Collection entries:
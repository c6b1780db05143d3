use anyhow::{Context, Error};
use serde::{Deserialize, Serialize};

use crate::{error::ConfigIssue, is_default};

pub mod boot;
pub mod checker;
pub mod drive;
pub mod filesystem;
pub mod md_raid;
pub mod partition;
pub mod search;
pub mod volume_group;

use self::{
    boot::Boot, checker::ConfigChecker, drive::Drive, md_raid::MdRaid, partition::Partition,
    search::Search, volume_group::VolumeGroup,
};

/// Storage configuration: the devices to use and how to lay them out.
///
/// Entries refer to each other by alias. Searches start unsolved and are
/// solved against the devices of the system before the configuration is
/// applied.
#[derive(Serialize, Deserialize, Debug, Default, Clone, PartialEq, Eq)]
#[serde(rename_all = "camelCase", deny_unknown_fields)]
pub struct Config {
    #[serde(default, skip_serializing_if = "is_default")]
    pub boot: Boot,

    #[serde(default, skip_serializing_if = "Vec::is_empty")]
    pub drives: Vec<Drive>,

    #[serde(default, skip_serializing_if = "Vec::is_empty")]
    pub md_raids: Vec<MdRaid>,

    #[serde(default, skip_serializing_if = "Vec::is_empty")]
    pub volume_groups: Vec<VolumeGroup>,
}

/// A config entry that can hold a partition table.
pub trait Partitionable {
    fn alias(&self) -> Option<&str>;

    /// Search of the entry, if it refers to an existing device.
    fn search(&self) -> Option<&Search>;

    fn partitions(&self) -> &[Partition];

    fn partitions_mut(&mut self) -> &mut Vec<Partition>;

    fn has_partition(&self, alias: &str) -> bool {
        self.partitions().iter().any(|p| p.has_alias(alias))
    }

    fn root_partition(&self) -> Option<&Partition> {
        self.partitions().iter().find(|p| p.is_root())
    }
}

impl Config {
    pub fn from_yaml(yaml: &str) -> Result<Self, Error> {
        serde_yaml::from_str(yaml).context("Failed to parse storage configuration")
    }

    /// All aliases in the configuration, in declared order, duplicates
    /// included.
    pub fn aliases(&self) -> impl Iterator<Item = &str> {
        let drives = self.drives.iter().flat_map(|d| {
            d.alias
                .iter()
                .chain(d.partitions.iter().filter_map(|p| p.alias.as_ref()))
        });
        let md_raids = self.md_raids.iter().flat_map(|r| {
            r.alias
                .iter()
                .chain(r.partitions.iter().filter_map(|p| p.alias.as_ref()))
        });
        let logical_volumes = self
            .volume_groups
            .iter()
            .flat_map(|vg| vg.logical_volumes.iter().filter_map(|lv| lv.alias.as_ref()));

        drives
            .chain(md_raids)
            .chain(logical_volumes)
            .map(String::as_str)
    }

    pub fn has_alias(&self, alias: &str) -> bool {
        self.aliases().any(|a| a == alias)
    }

    /// Returns `<prefix><n>` with the smallest `n` not used by any alias.
    pub fn generate_alias(&self, prefix: &str) -> String {
        (0..)
            .map(|n| format!("{prefix}{n}"))
            .find(|alias| !self.has_alias(alias))
            .unwrap_or_else(|| prefix.to_owned())
    }

    /// Index of the drive with the given alias.
    pub fn find_drive(&self, alias: &str) -> Option<usize> {
        self.drives
            .iter()
            .position(|d| d.alias.as_deref() == Some(alias))
    }

    /// Index of the drive holding the partition with the given alias.
    pub fn find_drive_with_partition(&self, alias: &str) -> Option<usize> {
        self.drives.iter().position(|d| d.has_partition(alias))
    }

    pub fn find_md_raid(&self, alias: &str) -> Option<usize> {
        self.md_raids
            .iter()
            .position(|r| r.alias.as_deref() == Some(alias))
    }

    pub fn find_md_raid_with_partition(&self, alias: &str) -> Option<usize> {
        self.md_raids.iter().position(|r| r.has_partition(alias))
    }

    /// Checks the configuration, returning the first issue found.
    pub fn validate(&self) -> Result<(), ConfigIssue> {
        match ConfigChecker::new(self).issues().into_iter().next() {
            Some(issue) => Err(issue),
            None => Ok(()),
        }
    }
}

#[cfg(test)]
mod tests {
    use indoc::indoc;

    use super::*;
    use crate::config::search::SearchCondition;

    #[test]
    fn test_from_yaml() {
        let config = Config::from_yaml(indoc! {r#"
            boot:
              configure: true
            drives:
              - alias: disk1
                search: /dev/vda
                partitions:
                  - alias: root
                    filesystem:
                      path: /
              - {}
            mdRaids:
              - alias: md0
                level: raid1
                devices: [disk1, disk2]
            volumeGroups:
              - name: system
                physicalVolumes:
                  - generate: [disk1]
                logicalVolumes:
                  - alias: home
                    filesystem:
                      path: /home
        "#})
        .unwrap();

        assert_eq!(config.drives.len(), 2);
        assert_eq!(
            config.drives[0].search.condition,
            SearchCondition::Name("/dev/vda".into())
        );
        assert_eq!(config.drives[1].search, Search::default_drive());
        assert_eq!(config.md_raids[0].devices, vec!["disk1", "disk2"]);
        assert_eq!(
            config.aliases().collect::<Vec<_>>(),
            vec!["disk1", "root", "md0", "home"]
        );

        let err = Config::from_yaml("disks: []").unwrap_err();
        assert_eq!(err.to_string(), "Failed to parse storage configuration");
    }

    #[test]
    fn test_generate_alias() {
        let config = Config::from_yaml(indoc! {r#"
            drives:
              - alias: drive0
              - alias: drive2
        "#})
        .unwrap();
        assert_eq!(config.generate_alias("drive"), "drive1");
        assert_eq!(config.generate_alias("mdRaid"), "mdRaid0");
    }

    #[test]
    fn test_find() {
        let config = Config::from_yaml(indoc! {r#"
            drives:
              - alias: disk1
              - alias: disk2
                partitions:
                  - alias: p1
            mdRaids:
              - alias: md0
                partitions:
                  - alias: p2
        "#})
        .unwrap();
        assert_eq!(config.find_drive("disk2"), Some(1));
        assert_eq!(config.find_drive("md0"), None);
        assert_eq!(config.find_drive_with_partition("p1"), Some(1));
        assert_eq!(config.find_md_raid("md0"), Some(0));
        assert_eq!(config.find_md_raid_with_partition("p2"), Some(0));
        assert_eq!(config.find_md_raid_with_partition("p1"), None);
        assert!(config.has_alias("p2"));
        assert!(!config.has_alias("p3"));
    }
}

#### ASSIGNED TASK:
Show every line above in which the word "Deserialize" appears.

#### SOLUTION TO THE EXERCISE:
use serde::{Deserialize, Serialize};
#[derive(Serialize, Deserialize, Debug, Default, Clone, PartialEq, Eq)]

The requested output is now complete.